▶ _Work order_: All of the lines below should be output exactly as shown.
╭─ Extracted data
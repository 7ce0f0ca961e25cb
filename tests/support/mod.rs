//! Shared helpers for integration tests
//!
//! Provides stub renderer executables that imitate `manim`'s observable
//! behavior (argument order, output layout, exit codes) without rendering
//! anything.

#![cfg(unix)]
#![allow(dead_code)]

use std::fs;
use std::os::unix::fs::PermissionsExt;
use std::path::{Path, PathBuf};

/// How a stub renderer invocation should behave
pub enum StubBehavior {
    /// Exit 0 and write the video where Manim would
    Succeed,
    /// Write to stderr and exit 1
    Fail,
    /// Record the child pid, then sleep far past any test timeout
    Hang,
    /// Exit 0 but write the video into the wrong quality folder
    WrongFolder,
}

/// Writes an executable stub renderer script into `dir` and returns its path
///
/// The stub receives the same argv as `manim <qualityFlag> <script> <scene>`
/// and always records the script path it was given to `invoked-script.txt`
/// in its working directory, so tests can verify temp-script cleanup.
pub fn stub_renderer(dir: &Path, behavior: StubBehavior) -> PathBuf {
    let body = match behavior {
        StubBehavior::Succeed => {
            r#"#!/bin/sh
script="$2"
scene="$3"
echo "$script" > invoked-script.txt
base=$(basename "$script" .py)
mkdir -p "media/videos/$base/480p15"
printf 'video-bytes' > "media/videos/$base/480p15/$scene.mp4"
echo "Rendered $scene"
exit 0
"#
        }
        StubBehavior::Fail => {
            r#"#!/bin/sh
echo "$2" > invoked-script.txt
echo "Example render progress"
echo "SyntaxError: invalid manim scene" >&2
exit 1
"#
        }
        StubBehavior::Hang => {
            r#"#!/bin/sh
echo "$2" > invoked-script.txt
echo "$$" > renderer-pid.txt
sleep 30
exit 0
"#
        }
        StubBehavior::WrongFolder => {
            r#"#!/bin/sh
script="$2"
scene="$3"
echo "$script" > invoked-script.txt
base=$(basename "$script" .py)
mkdir -p "media/videos/$base/720p30"
printf 'video-bytes' > "media/videos/$base/720p30/$scene.mp4"
exit 0
"#
        }
    };

    let path = dir.join("stub-manim");
    fs::write(&path, body).expect("write stub renderer");
    let mut perms = fs::metadata(&path).expect("stub metadata").permissions();
    perms.set_mode(0o755);
    fs::set_permissions(&path, perms).expect("make stub executable");
    path
}

/// Reads the script path the stub renderer was invoked with
pub fn invoked_script_path(work_dir: &Path) -> PathBuf {
    let recorded = fs::read_to_string(work_dir.join("invoked-script.txt"))
        .expect("stub renderer did not record its script argument");
    PathBuf::from(recorded.trim())
}

/// A minimal generated scene, the shape the pipeline expects from the LLM
pub const SIMPLE_CIRCLE_SOURCE: &str = r#"from manim import *

class SimpleCircle(Scene):
    def construct(self):
        circle = Circle()
        self.play(Create(circle), run_time=0.25)
        self.play(FadeOut(circle), run_time=0.25)
"#;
╰─
▶ _Written reply_:
repository 7ce0f0ca961e25cb
filename tests/support/mod.rs
//! Shared helpers for integration tests
//!
//! Provides stub renderer executables that imitate `manim`'s observable
//! behavior (argument order, output layout, exit codes) without rendering
//! anything.

#![cfg(unix)]
#![allow(dead_code)]

use std::fs;
use std::os::unix::fs::PermissionsExt;
use std::path::{Path, PathBuf};

/// How a stub renderer invocation should behave
pub enum StubBehavior {
    /// Exit 0 and write the video where Manim would
    Succeed,
    /// Write to stderr and exit 1
    Fail,
    /// Record the child pid, then sleep far past any test timeout
    Hang,
    /// Exit 0 but write the video into the wrong quality folder
    WrongFolder,
}

/// Writes an executable stub renderer script into `dir` and returns its path
///
/// The stub receives the same argv as `manim <qualityFlag> <script> <scene>`
/// and always records the script path it was given to `invoked-script.txt`
/// in its working directory, so tests can verify temp-script cleanup.
pub fn stub_renderer(dir: &Path, behavior: StubBehavior) -> PathBuf {
    let body = match behavior {
        StubBehavior::Succeed => {
            r#"#!/bin/sh
script="$2"
scene="$3"
echo "$script" > invoked-script.txt
base=$(basename "$script" .py)
mkdir -p "media/videos/$base/480p15"
printf 'video-bytes' > "media/videos/$base/480p15/$scene.mp4"
echo "Rendered $scene"
exit 0
"#
        }
        StubBehavior::Fail => {
            r#"#!/bin/sh
echo "$2" > invoked-script.txt
echo "Example render progress"
echo "SyntaxError: invalid manim scene" >&2
exit 1
"#
        }
        StubBehavior::Hang => {
            r#"#!/bin/sh
echo "$2" > invoked-script.txt
echo "$$" > renderer-pid.txt
sleep 30
exit 0
"#
        }
        StubBehavior::WrongFolder => {
            r#"#!/bin/sh
script="$2"
scene="$3"
echo "$script" > invoked-script.txt
base=$(basename "$script" .py)
mkdir -p "media/videos/$base/720p30"
printf 'video-bytes' > "media/videos/$base/720p30/$scene.mp4"
exit 0
"#
        }
    };

    let path = dir.join("stub-manim");
    fs::write(&path, body).expect("write stub renderer");
    let mut perms = fs::metadata(&path).expect("stub metadata").permissions();
    perms.set_mode(0o755);
    fs::set_permissions(&path, perms).expect("make stub executable");
    path
}

/// Reads the script path the stub renderer was invoked with
pub fn invoked_script_path(work_dir: &Path) -> PathBuf {
    let recorded = fs::read_to_string(work_dir.join("invoked-script.txt"))
        .expect("stub renderer did not record its script argument");
    PathBuf::from(recorded.trim())
}

/// A minimal generated scene, the shape the pipeline expects from the LLM
pub const SIMPLE_CIRCLE_SOURCE: &str = r#"from manim import *

class SimpleCircle(Scene):
    def construct(self):
        circle = Circle()
        self.play(Create(circle), run_time=0.25)
        self.play(FadeOut(circle), run_time=0.25)
"#;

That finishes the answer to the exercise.